DATA SUPPLIED below:
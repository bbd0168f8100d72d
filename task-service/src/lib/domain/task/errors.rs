use thiserror::Error;

/// Error for TaskId parsing failures
#[derive(Debug, Clone, Error, PartialEq, Eq)]
pub enum TaskIdError {
    #[error("Invalid UUID format: {0}")]
    InvalidFormat(String),
}

/// Error for TaskTitle validation failures
#[derive(Debug, Clone, Error, PartialEq, Eq)]
pub enum TaskTitleError {
    #[error("Title is required")]
    Empty,

    #[error("Title too long: maximum {max} characters, got {actual}")]
    TooLong { max: usize, actual: usize },
}

/// Top-level error for all task-related operations
#[derive(Debug, Clone, Error)]
pub enum TaskError {
    #[error("Invalid task ID: {0}")]
    InvalidTaskId(#[from] TaskIdError),

    #[error("Invalid title: {0}")]
    InvalidTitle(#[from] TaskTitleError),

    #[error("Task not found: {0}")]
    NotFound(String),

    #[error("no field provided")]
    NoFieldsProvided,

    #[error("Database error: {0}")]
    DatabaseError(String),

    #[error("Database operation timed out after {0} ms")]
    StoreTimeout(u128),

    #[error("Unknown error: {0}")]
    Unknown(String),
}

impl From<anyhow::Error> for TaskError {
    fn from(err: anyhow::Error) -> Self {
        TaskError::Unknown(err.to_string())
    }
}
use std::time::Duration;

use async_trait::async_trait;
use chrono::DateTime;
use chrono::Utc;
use sqlx::PgPool;
use uuid::Uuid;

use super::bounded;
use super::StoreFailure;
use crate::domain::task::errors::TaskError;
use crate::domain::task::models::Task;
use crate::domain::task::models::TaskId;
use crate::domain::task::models::TaskTitle;
use crate::domain::task::models::UpdateTaskCommand;
use crate::domain::task::ports::TaskRepository;
use crate::user::models::Username;

pub struct PostgresTaskRepository {
    pool: PgPool,
    timeout: Duration,
}

impl PostgresTaskRepository {
    pub fn new(pool: PgPool, timeout: Duration) -> Self {
        Self { pool, timeout }
    }
}

#[derive(sqlx::FromRow)]
struct TaskRow {
    id: Uuid,
    title: String,
    description: String,
    due_date: Option<DateTime<Utc>>,
    status: String,
    created_by: String,
    created_at: DateTime<Utc>,
}

impl TryFrom<TaskRow> for Task {
    type Error = TaskError;

    fn try_from(row: TaskRow) -> Result<Self, Self::Error> {
        let created_by = Username::new(row.created_by)
            .map_err(|e| TaskError::DatabaseError(format!("Stored creator is invalid: {}", e)))?;

        Ok(Task {
            id: TaskId(row.id),
            title: TaskTitle::new(row.title)?,
            description: row.description,
            due_date: row.due_date,
            status: row.status,
            created_by,
            created_at: row.created_at,
        })
    }
}

impl From<StoreFailure> for TaskError {
    fn from(failure: StoreFailure) -> Self {
        match failure {
            StoreFailure::Database(e) => TaskError::DatabaseError(e.to_string()),
            StoreFailure::Timeout(limit) => TaskError::StoreTimeout(limit.as_millis()),
        }
    }
}

#[async_trait]
impl TaskRepository for PostgresTaskRepository {
    async fn create(&self, task: Task) -> Result<Task, TaskError> {
        let insert = sqlx::query(
            r#"
            INSERT INTO tasks (id, title, description, due_date, status, created_by, created_at)
            VALUES ($1, $2, $3, $4, $5, $6, $7)
            "#,
        )
        .bind(task.id.0)
        .bind(task.title.as_str())
        .bind(&task.description)
        .bind(task.due_date)
        .bind(&task.status)
        .bind(task.created_by.as_str())
        .bind(task.created_at)
        .execute(&self.pool);

        bounded(self.timeout, insert).await?;

        Ok(task)
    }

    async fn find_by_id(&self, id: &TaskId) -> Result<Option<Task>, TaskError> {
        let select = sqlx::query_as::<_, TaskRow>(
            r#"
            SELECT id, title, description, due_date, status, created_by, created_at
            FROM tasks
            WHERE id = $1
            "#,
        )
        .bind(id.0)
        .fetch_optional(&self.pool);

        bounded(self.timeout, select)
            .await?
            .map(Task::try_from)
            .transpose()
    }

    async fn list_all(&self) -> Result<Vec<Task>, TaskError> {
        let select = sqlx::query_as::<_, TaskRow>(
            r#"
            SELECT id, title, description, due_date, status, created_by, created_at
            FROM tasks
            ORDER BY created_at ASC
            "#,
        )
        .fetch_all(&self.pool);

        bounded(self.timeout, select)
            .await?
            .into_iter()
            .map(Task::try_from)
            .collect()
    }

    async fn update(&self, id: &TaskId, changes: UpdateTaskCommand) -> Result<Task, TaskError> {
        // A NULL parameter keeps the stored column.
        let update = sqlx::query_as::<_, TaskRow>(
            r#"
            UPDATE tasks
            SET title = COALESCE($2, title),
                description = COALESCE($3, description),
                status = COALESCE($4, status),
                due_date = COALESCE($5, due_date)
            WHERE id = $1
            RETURNING id, title, description, due_date, status, created_by, created_at
            "#,
        )
        .bind(id.0)
        .bind(changes.title.as_ref().map(TaskTitle::as_str))
        .bind(changes.description.as_deref())
        .bind(changes.status.as_deref())
        .bind(changes.due_date)
        .fetch_optional(&self.pool);

        match bounded(self.timeout, update).await? {
            Some(row) => Task::try_from(row),
            None => Err(TaskError::NotFound(id.to_string())),
        }
    }

    async fn delete(&self, id: &TaskId) -> Result<(), TaskError> {
        let delete = sqlx::query("DELETE FROM tasks WHERE id = $1")
            .bind(id.0)
            .execute(&self.pool);

        let result = bounded(self.timeout, delete).await?;

        if result.rows_affected() == 0 {
            return Err(TaskError::NotFound(id.to_string()));
        }

        Ok(())
    }
}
End of DATA SUPPLIED.
YOUR GOAL: Return the full data above, line for line.

REPLY TO THE EXERCISE:
repository bbd0168f8100d72d
filename task-service/src/lib/domain/task/errors.rs
use thiserror::Error;

/// Error for TaskId parsing failures
#[derive(Debug, Clone, Error, PartialEq, Eq)]
pub enum TaskIdError {
    #[error("Invalid UUID format: {0}")]
    InvalidFormat(String),
}

/// Error for TaskTitle validation failures
#[derive(Debug, Clone, Error, PartialEq, Eq)]
pub enum TaskTitleError {
    #[error("Title is required")]
    Empty,

    #[error("Title too long: maximum {max} characters, got {actual}")]
    TooLong { max: usize, actual: usize },
}

/// Top-level error for all task-related operations
#[derive(Debug, Clone, Error)]
pub enum TaskError {
    #[error("Invalid task ID: {0}")]
    InvalidTaskId(#[from] TaskIdError),

    #[error("Invalid title: {0}")]
    InvalidTitle(#[from] TaskTitleError),

    #[error("Task not found: {0}")]
    NotFound(String),

    #[error("no field provided")]
    NoFieldsProvided,

    #[error("Database error: {0}")]
    DatabaseError(String),

    #[error("Database operation timed out after {0} ms")]
    StoreTimeout(u128),

    #[error("Unknown error: {0}")]
    Unknown(String),
}

impl From<anyhow::Error> for TaskError {
    fn from(err: anyhow::Error) -> Self {
        TaskError::Unknown(err.to_string())
    }
}
use std::time::Duration;

use async_trait::async_trait;
use chrono::DateTime;
use chrono::Utc;
use sqlx::PgPool;
use uuid::Uuid;

use super::bounded;
use super::StoreFailure;
use crate::domain::task::errors::TaskError;
use crate::domain::task::models::Task;
use crate::domain::task::models::TaskId;
use crate::domain::task::models::TaskTitle;
use crate::domain::task::models::UpdateTaskCommand;
use crate::domain::task::ports::TaskRepository;
use crate::user::models::Username;

pub struct PostgresTaskRepository {
    pool: PgPool,
    timeout: Duration,
}

impl PostgresTaskRepository {
    pub fn new(pool: PgPool, timeout: Duration) -> Self {
        Self { pool, timeout }
    }
}

#[derive(sqlx::FromRow)]
struct TaskRow {
    id: Uuid,
    title: String,
    description: String,
    due_date: Option<DateTime<Utc>>,
    status: String,
    created_by: String,
    created_at: DateTime<Utc>,
}

impl TryFrom<TaskRow> for Task {
    type Error = TaskError;

    fn try_from(row: TaskRow) -> Result<Self, Self::Error> {
        let created_by = Username::new(row.created_by)
            .map_err(|e| TaskError::DatabaseError(format!("Stored creator is invalid: {}", e)))?;

        Ok(Task {
            id: TaskId(row.id),
            title: TaskTitle::new(row.title)?,
            description: row.description,
            due_date: row.due_date,
            status: row.status,
            created_by,
            created_at: row.created_at,
        })
    }
}

impl From<StoreFailure> for TaskError {
    fn from(failure: StoreFailure) -> Self {
        match failure {
            StoreFailure::Database(e) => TaskError::DatabaseError(e.to_string()),
            StoreFailure::Timeout(limit) => TaskError::StoreTimeout(limit.as_millis()),
        }
    }
}

#[async_trait]
impl TaskRepository for PostgresTaskRepository {
    async fn create(&self, task: Task) -> Result<Task, TaskError> {
        let insert = sqlx::query(
            r#"
            INSERT INTO tasks (id, title, description, due_date, status, created_by, created_at)
            VALUES ($1, $2, $3, $4, $5, $6, $7)
            "#,
        )
        .bind(task.id.0)
        .bind(task.title.as_str())
        .bind(&task.description)
        .bind(task.due_date)
        .bind(&task.status)
        .bind(task.created_by.as_str())
        .bind(task.created_at)
        .execute(&self.pool);

        bounded(self.timeout, insert).await?;

        Ok(task)
    }

    async fn find_by_id(&self, id: &TaskId) -> Result<Option<Task>, TaskError> {
        let select = sqlx::query_as::<_, TaskRow>(
            r#"
            SELECT id, title, description, due_date, status, created_by, created_at
            FROM tasks
            WHERE id = $1
            "#,
        )
        .bind(id.0)
        .fetch_optional(&self.pool);

        bounded(self.timeout, select)
            .await?
            .map(Task::try_from)
            .transpose()
    }

    async fn list_all(&self) -> Result<Vec<Task>, TaskError> {
        let select = sqlx::query_as::<_, TaskRow>(
            r#"
            SELECT id, title, description, due_date, status, created_by, created_at
            FROM tasks
            ORDER BY created_at ASC
            "#,
        )
        .fetch_all(&self.pool);

        bounded(self.timeout, select)
            .await?
            .into_iter()
            .map(Task::try_from)
            .collect()
    }

    async fn update(&self, id: &TaskId, changes: UpdateTaskCommand) -> Result<Task, TaskError> {
        // A NULL parameter keeps the stored column.
        let update = sqlx::query_as::<_, TaskRow>(
            r#"
            UPDATE tasks
            SET title = COALESCE($2, title),
                description = COALESCE($3, description),
                status = COALESCE($4, status),
                due_date = COALESCE($5, due_date)
            WHERE id = $1
            RETURNING id, title, description, due_date, status, created_by, created_at
            "#,
        )
        .bind(id.0)
        .bind(changes.title.as_ref().map(TaskTitle::as_str))
        .bind(changes.description.as_deref())
        .bind(changes.status.as_deref())
        .bind(changes.due_date)
        .fetch_optional(&self.pool);

        match bounded(self.timeout, update).await? {
            Some(row) => Task::try_from(row),
            None => Err(TaskError::NotFound(id.to_string())),
        }
    }

    async fn delete(&self, id: &TaskId) -> Result<(), TaskError> {
        let delete = sqlx::query("DELETE FROM tasks WHERE id = $1")
            .bind(id.0)
            .execute(&self.pool);

        let result = bounded(self.timeout, delete).await?;

        if result.rows_affected() == 0 {
            return Err(TaskError::NotFound(id.to_string()));
        }

        Ok(())
    }
}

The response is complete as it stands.